Meanwell PT-45B on the left, original A1200 board on the right

Next step was to lookup a pinout and ring out the wiring for the existing cable. Having done that, the next step is to mount the new PCB in the existing housing. Due to the design of the posts that secure the two halves together, the new board will fit comfortably in the top half, but not in the bottom. I don't want to mount it upside down, so I still get airflow properly through the vents. The solution is to put it on standoffs so it sits halfway up, essentially level with the top edge of the bottom half. This was easily accomplished with some nylon spacers picked up from Lowes - four 5/8x1" long with a 1/4" inner diameter; and four 1/4x1" long with a 1/8" inner diameter. The thinner ones will take a regular PC motherboard/HDD screw, and fit tightly inside the fatter spacers. The addition of some super glue and we have standoffs.

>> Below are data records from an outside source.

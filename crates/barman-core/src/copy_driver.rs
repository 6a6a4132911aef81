//! Copy drivers: the pluggable transport behind a base backup.
//!
//! Sealed tagged variants rather than dynamic dispatch, per spec.md §9.
//! Each variant exposes the same narrow capability surface
//! (`prepare`/`copy_tree`/`finalize`/`supports`) that spec.md §1 calls
//! out of scope for this crate to implement for real — here they are
//! stubbed with the local-filesystem behavior a single-host test
//! environment needs, grounded on `pageserver::basebackup`'s
//! walk-and-copy-a-directory-tree shape.

use std::path::Path;

use camino::Utf8Path;

use barman_utils::error::{BarmanError, CopyFailureKind};

#[derive(Debug, Clone, Copy, PartialEq, Eq)]
pub enum Feature {
    Incremental,
    ConcurrentBackup,
    NetworkCompression,
}

#[derive(Debug, Clone, Copy, PartialEq, Eq)]
pub enum CopyDriver {
    RsyncLike,
    NativeBasebackup,
    LocalRsync,
    Snapshot,
}

impl CopyDriver {
    pub fn supports(self, feature: Feature) -> bool {
        match (self, feature) {
            (CopyDriver::NativeBasebackup, Feature::Incremental) => true,
            (CopyDriver::RsyncLike | CopyDriver::LocalRsync, Feature::ConcurrentBackup) => true,
            (CopyDriver::NativeBasebackup, Feature::ConcurrentBackup) => true,
            (CopyDriver::RsyncLike, Feature::NetworkCompression) => true,
            _ => false,
        }
    }

    /// Prepare the destination tree (create directories, nothing more).
    pub fn prepare(self, dest: &Utf8Path) -> Result<(), BarmanError> {
        std::fs::create_dir_all(dest)
            .map_err(|e| BarmanError::FatalInternal(format!("preparing {dest:?}: {e}")))
    }

    /// Copy one file from `src` to `dest`, optionally reusing `reuse_from`
    /// (a file from a parent/previous backup) via byte-compare (`copy`
    /// mode, handled by the caller before invoking this) or hardlink
    /// (`link` mode).
    pub fn copy_file(
        self,
        src: &Path,
        dest: &Path,
        reuse_from: Option<&Path>,
        link_reuse: bool,
    ) -> Result<CopyOutcome, BarmanError> {
        if let Some(parent) = dest.parent() {
            std::fs::create_dir_all(parent)
                .map_err(|e| BarmanError::FatalInternal(format!("creating {parent:?}: {e}")))?;
        }

        if let Some(prev) = reuse_from {
            if link_reuse && files_identical(src, prev)? {
                match std::fs::hard_link(prev, dest) {
                    Ok(()) => return Ok(CopyOutcome::ReusedByLink),
                    Err(e) if e.kind() == std::io::ErrorKind::AlreadyExists => {
                        return Ok(CopyOutcome::ReusedByLink)
                    }
                    Err(_) => { /* fall through to a real copy */ }
                }
            }
        }

        copy_retryable(src, dest)?;
        Ok(CopyOutcome::Copied)
    }

    pub fn finalize(self, _dest: &Utf8Path) -> Result<(), BarmanError> {
        Ok(())
    }
}

#[derive(Debug, Clone, Copy, PartialEq, Eq)]
pub enum CopyOutcome {
    Copied,
    ReusedByLink,
}

fn files_identical(a: &Path, b: &Path) -> Result<bool, BarmanError> {
    let (ma, mb) = match (std::fs::metadata(a), std::fs::metadata(b)) {
        (Ok(ma), Ok(mb)) => (ma, mb),
        _ => return Ok(false),
    };
    if ma.len() != mb.len() {
        return Ok(false);
    }
    let (ca, cb) = (
        std::fs::read(a).map_err(|e| BarmanError::CopyFailed {
            kind: CopyFailureKind::Transient,
            detail: format!("reading {a:?}: {e}"),
        })?,
        std::fs::read(b).map_err(|e| BarmanError::CopyFailed {
            kind: CopyFailureKind::Transient,
            detail: format!("reading {b:?}: {e}"),
        })?,
    );
    Ok(ca == cb)
}

fn copy_retryable(src: &Path, dest: &Path) -> Result<(), BarmanError> {
    std::fs::copy(src, dest)
        .map(|_| ())
        .map_err(|e| BarmanError::CopyFailed {
            kind: if e.kind() == std::io::ErrorKind::NotFound {
                CopyFailureKind::Persistent
            } else {
                CopyFailureKind::Transient
            },
            detail: format!("copying {src:?} -> {dest:?}: {e}"),
        })
}

#[cfg(test)]
mod tests {
    use super::*;

    #[test]
    fn native_basebackup_supports_incremental() {
        assert!(CopyDriver::NativeBasebackup.supports(Feature::Incremental));
        assert!(!CopyDriver::RsyncLike.supports(Feature::Incremental));
    }

    #[test]
    fn copy_file_without_reuse_copies() {
        let dir = tempfile::tempdir().unwrap();
        let src = dir.path().join("src.txt");
        std::fs::write(&src, b"hello").unwrap();
        let dest = dir.path().join("dest.txt");
        let outcome = CopyDriver::RsyncLike
            .copy_file(&src, &dest, None, false)
            .unwrap();
        assert_eq!(outcome, CopyOutcome::Copied);
        assert_eq!(std::fs::read(&dest).unwrap(), b"hello");
    }

    #[test]
    fn copy_file_reuses_identical_via_hardlink() {
        let dir = tempfile::tempdir().unwrap();
        let src = dir.path().join("src.txt");
        std::fs::write(&src, b"same bytes").unwrap();
        let prev = dir.path().join("prev.txt");
        std::fs::write(&prev, b"same bytes").unwrap();
        let dest = dir.path().join("dest.txt");
        let outcome = CopyDriver::RsyncLike
            .copy_file(&src, &dest, Some(prev.as_path()), true)
            .unwrap();
        assert_eq!(outcome, CopyOutcome::ReusedByLink);
        assert_eq!(std::fs::read(&dest).unwrap(), b"same bytes");
    }

    #[test]
    fn copy_file_changed_content_does_not_reuse() {
        let dir = tempfile::tempdir().unwrap();
        let src = dir.path().join("src.txt");
        std::fs::write(&src, b"new bytes").unwrap();
        let prev = dir.path().join("prev.txt");
        std::fs::write(&prev, b"old bytes").unwrap();
        let dest = dir.path().join("dest.txt");
        let outcome = CopyDriver::RsyncLike
            .copy_file(&src, &dest, Some(prev.as_path()), true)
            .unwrap();
        assert_eq!(outcome, CopyOutcome::Copied);
        assert_eq!(std::fs::read(&dest).unwrap(), b"new bytes");
    }
}
//! Hook script dispatch: environment construction and `_retry` exit-code
//! semantics (0 / 62 ABORT_CONTINUE / 63 ABORT_STOP), per spec.md §4.7/§7.
//!
//! Grounded on `compute_tools::compute`'s pattern of shelling out to an
//! external program with a constructed environment and interpreting its
//! exit status, adapted from "run a user-supplied compute hook" to
//! "run a user-supplied lifecycle hook with a stable env var contract".

use std::collections::BTreeMap;
use std::process::Command;

use barman_utils::error::{HOOK_ABORT_CONTINUE, HOOK_ABORT_STOP};
use barman_utils::ServerName;
use tracing::{info, warn};

use crate::error::{Error, Result};

#[derive(Debug, Clone, Copy, PartialEq, Eq)]
pub enum Phase {
    Pre,
    Post,
}

impl Phase {
    fn as_str(self) -> &'static str {
        match self {
            Phase::Pre => "pre",
            Phase::Post => "post",
        }
    }
}

/// What happened when a hook (possibly retried) finished running.
#[derive(Debug, Clone, Copy, PartialEq, Eq)]
pub enum HookOutcome {
    Success,
    AbortContinue,
}

#[derive(Debug, Default, Clone)]
pub struct HookEnv {
    vars: BTreeMap<String, String>,
}

impl HookEnv {
    pub fn new(server: &ServerName, phase: Phase, retry: bool) -> Self {
        let mut vars = BTreeMap::new();
        vars.insert("BARMAN_SERVER".to_string(), server.to_string());
        vars.insert("BARMAN_PHASE".to_string(), phase.as_str().to_string());
        vars.insert(
            "BARMAN_RETRY".to_string(),
            if retry { "1" } else { "0" }.to_string(),
        );
        vars.insert(
            "BARMAN_VERSION".to_string(),
            env!("CARGO_PKG_VERSION").to_string(),
        );
        HookEnv { vars }
    }

    pub fn with(mut self, key: &str, value: impl ToString) -> Self {
        self.vars.insert(key.to_string(), value.to_string());
        self
    }

    pub fn with_opt(mut self, key: &str, value: Option<impl ToString>) -> Self {
        if let Some(v) = value {
            self.vars.insert(key.to_string(), v.to_string());
        }
        self
    }
}

/// Run `script` once (no retry loop), returning its raw exit code. Used
/// for plain `pre_*`/`post_*` hooks, which only ever run once.
fn run_once(script: &str, env: &HookEnv) -> Result<i32> {
    info!("running hook script {script:?}");
    let mut cmd = Command::new("/bin/sh");
    cmd.arg("-c").arg(script);
    for (k, v) in &env.vars {
        cmd.env(k, v);
    }
    let status = cmd
        .status()
        .map_err(|e| Error::Config(format!("spawning hook {script:?}: {e}")))?;
    Ok(status.code().unwrap_or(-1))
}

/// Run a non-`_retry` hook. `ABORT_STOP` in a `pre_*` hook aborts the
/// parent operation; in a `post_*` hook it is logged and treated as
/// success, per spec.md §7.
pub fn run_plain(script: Option<&str>, phase: Phase, env: &HookEnv) -> Result<()> {
    let Some(script) = script else {
        return Ok(());
    };
    let code = run_once(script, env)?;
    match code {
        0 => Ok(()),
        HOOK_ABORT_STOP if phase == Phase::Pre => Err(Error::HookAbortStop {
            script: script.to_string(),
        }),
        HOOK_ABORT_STOP => {
            warn!("post hook {script:?} returned ABORT_STOP; continuing (post-hook semantics)");
            Ok(())
        }
        other => {
            warn!("hook {script:?} exited {other}");
            Ok(())
        }
    }
}

/// Run a `_retry` hook up to `max_attempts` times. `0` is success,
/// `62` (ABORT_CONTINUE) stops retrying and continues the outer
/// operation, `63` (ABORT_STOP) stops retrying and aborts it. Any other
/// exit code is retried until the budget is exhausted, at which point it
/// behaves like `ABORT_STOP` for `pre_*` hooks and like `ABORT_CONTINUE`
/// for `post_*` hooks, per spec.md §4.7.
pub fn run_retry(
    script: Option<&str>,
    phase: Phase,
    env: &HookEnv,
    max_attempts: u32,
) -> Result<HookOutcome> {
    let Some(script) = script else {
        return Ok(HookOutcome::Success);
    };
    let retry_env = HookEnv {
        vars: {
            let mut v = env.vars.clone();
            v.insert("BARMAN_RETRY".to_string(), "1".to_string());
            v
        },
    };
    for attempt in 1..=max_attempts.max(1) {
        let code = run_once(script, &retry_env)?;
        match code {
            0 => return Ok(HookOutcome::Success),
            HOOK_ABORT_CONTINUE => return Ok(HookOutcome::AbortContinue),
            HOOK_ABORT_STOP if phase == Phase::Pre => {
                return Err(Error::HookAbortStop {
                    script: script.to_string(),
                })
            }
            HOOK_ABORT_STOP => return Ok(HookOutcome::AbortContinue),
            other if attempt < max_attempts => {
                warn!(
                    "retry hook {script:?} exited {other} (attempt {attempt}/{max_attempts}), retrying"
                );
            }
            other => {
                warn!("retry hook {script:?} exited {other}, budget exhausted");
                return if phase == Phase::Pre {
                    Err(Error::HookAbortStop {
                        script: script.to_string(),
                    })
                } else {
                    Ok(HookOutcome::AbortContinue)
                };
            }
        }
    }
    unreachable!("loop always returns before exhausting max_attempts.max(1) iterations")
}

#[cfg(test)]
mod tests {
    use super::*;

    #[test]
    fn hook_env_carries_required_vars() {
        let server = ServerName::from("main");
        let env = HookEnv::new(&server, Phase::Pre, false).with("BARMAN_BACKUP_ID", "20240101T000000");
        assert_eq!(env.vars.get("BARMAN_SERVER").unwrap(), "main");
        assert_eq!(env.vars.get("BARMAN_PHASE").unwrap(), "pre");
        assert_eq!(env.vars.get("BARMAN_RETRY").unwrap(), "0");
        assert_eq!(env.vars.get("BARMAN_BACKUP_ID").unwrap(), "20240101T000000");
    }

    #[test]
    fn plain_pre_hook_success_runs_clean() {
        let server = ServerName::from("main");
        let env = HookEnv::new(&server, Phase::Pre, false);
        run_plain(Some("exit 0"), Phase::Pre, &env).unwrap();
    }

    #[test]
    fn plain_pre_hook_abort_stop_errors() {
        let server = ServerName::from("main");
        let env = HookEnv::new(&server, Phase::Pre, false);
        let err = run_plain(Some("exit 63"), Phase::Pre, &env).unwrap_err();
        assert!(matches!(err, Error::HookAbortStop { .. }));
    }

    #[test]
    fn plain_post_hook_abort_stop_is_swallowed() {
        let server = ServerName::from("main");
        let env = HookEnv::new(&server, Phase::Post, false);
        run_plain(Some("exit 63"), Phase::Post, &env).unwrap();
    }

    #[test]
    fn retry_hook_continues_on_abort_continue() {
        let server = ServerName::from("main");
        let env = HookEnv::new(&server, Phase::Pre, false);
        let outcome = run_retry(Some("exit 62"), Phase::Pre, &env, 3).unwrap();
        assert_eq!(outcome, HookOutcome::AbortContinue);
    }

    #[test]
    fn retry_hook_pre_exhaustion_is_abort_stop() {
        let server = ServerName::from("main");
        let env = HookEnv::new(&server, Phase::Pre, false);
        let err = run_retry(Some("exit 7"), Phase::Pre, &env, 2).unwrap_err();
        assert!(matches!(err, Error::HookAbortStop { .. }));
    }

    #[test]
    fn retry_hook_post_exhaustion_is_abort_continue() {
        let server = ServerName::from("main");
        let env = HookEnv::new(&server, Phase::Post, false);
        let outcome = run_retry(Some("exit 7"), Phase::Post, &env, 2).unwrap();
        assert_eq!(outcome, HookOutcome::AbortContinue);
    }
}
/// Run every applicable diagnostic for one server, per spec.md §4.7's
/// "Check diagnostics" list.
#[instrument(skip(catalog, config, probe), fields(server = %catalog.server))]
pub fn check(
    catalog: &Catalog,
    config: &ServerConfig,
    probe: Option<&dyn ConnectivityProbe>,
    now: NaiveDateTime,
) -> ServerDiagnostics {
    let mut checks = Vec::new();

    checks.push(check_directories_writable(catalog));
    checks.push(check_wal_archiving_lag(catalog, config, now));
    checks.push(check_last_backup_size(catalog, config));

    match probe {
        Some(p) => {
            checks.push(if p.management_connection_ok() {
                CheckItem::ok("management connection")
            } else {
                CheckItem::failed("management connection", "connection attempt failed")
            });
            if config.streaming_archiver {
                checks.push(if p.streaming_connection_ok() {
                    CheckItem::ok("streaming connection")
                } else {
                    CheckItem::failed("streaming connection", "connection attempt failed")
                });
                match p.replication_slot_healthy() {
                    Some(true) => checks.push(CheckItem::ok("replication slot")),
                    Some(false) => checks.push(CheckItem::failed("replication slot", "slot missing or inactive")),
                    None => checks.push(CheckItem::skipped("replication slot")),
                }
            }
            if config.passive {
                match p.primary_reachable() {
                    Some(true) => checks.push(CheckItem::ok("primary reachable")),
                    Some(false) => checks.push(CheckItem::failed("primary reachable", "primary unreachable")),
                    None => checks.push(CheckItem::skipped("primary reachable")),
                }
                match p.system_identifiers_match() {
                    Some(true) => checks.push(CheckItem::ok("system identifier match")),
                    Some(false) => checks.push(CheckItem::failed(
                        "system identifier match",
                        "standby system identifier differs from primary",
                    )),
                    None => checks.push(CheckItem::skipped("system identifier match")),
                }
            }
        }
        None => {
            checks.push(CheckItem::skipped("management connection"));
            if config.streaming_archiver {
                checks.push(CheckItem::skipped("streaming connection"));
                checks.push(CheckItem::skipped("replication slot"));
            }
            if config.passive {
                checks.push(CheckItem::skipped("primary reachable"));
                checks.push(CheckItem::skipped("system identifier match"));
            }
        }
    }

    ServerDiagnostics { server: catalog.server.clone(), checks }
}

I made a cardboard template with the screwholes for the new PCB, allowing me to squeeze it between the lower case posts and transfer the marks onto the base. Once that was done, I placed the posts over the marks and checked it against the new board - everything lines up, but two of the posts are half over a ridge in the base, so they needed trimming to fit.


Once they sat flush, I drilled holes in the base and countersunk them, so the standoffs could be firmly attached.


With the standoffs now in place, the board could be fitted and screwed in place.


Next step - carefully slide the existing strain relief a little further down so there's a bit more wire to work with inside, then attach appropriate connectors to mate with the PSU board.

Screw it all back together and it looks just like it did originally. Now we just need to plug it in...


Well that's not going to fit...

Maybe swap that plug first 🙂

Plug it into the little LCD I have and turn on the power...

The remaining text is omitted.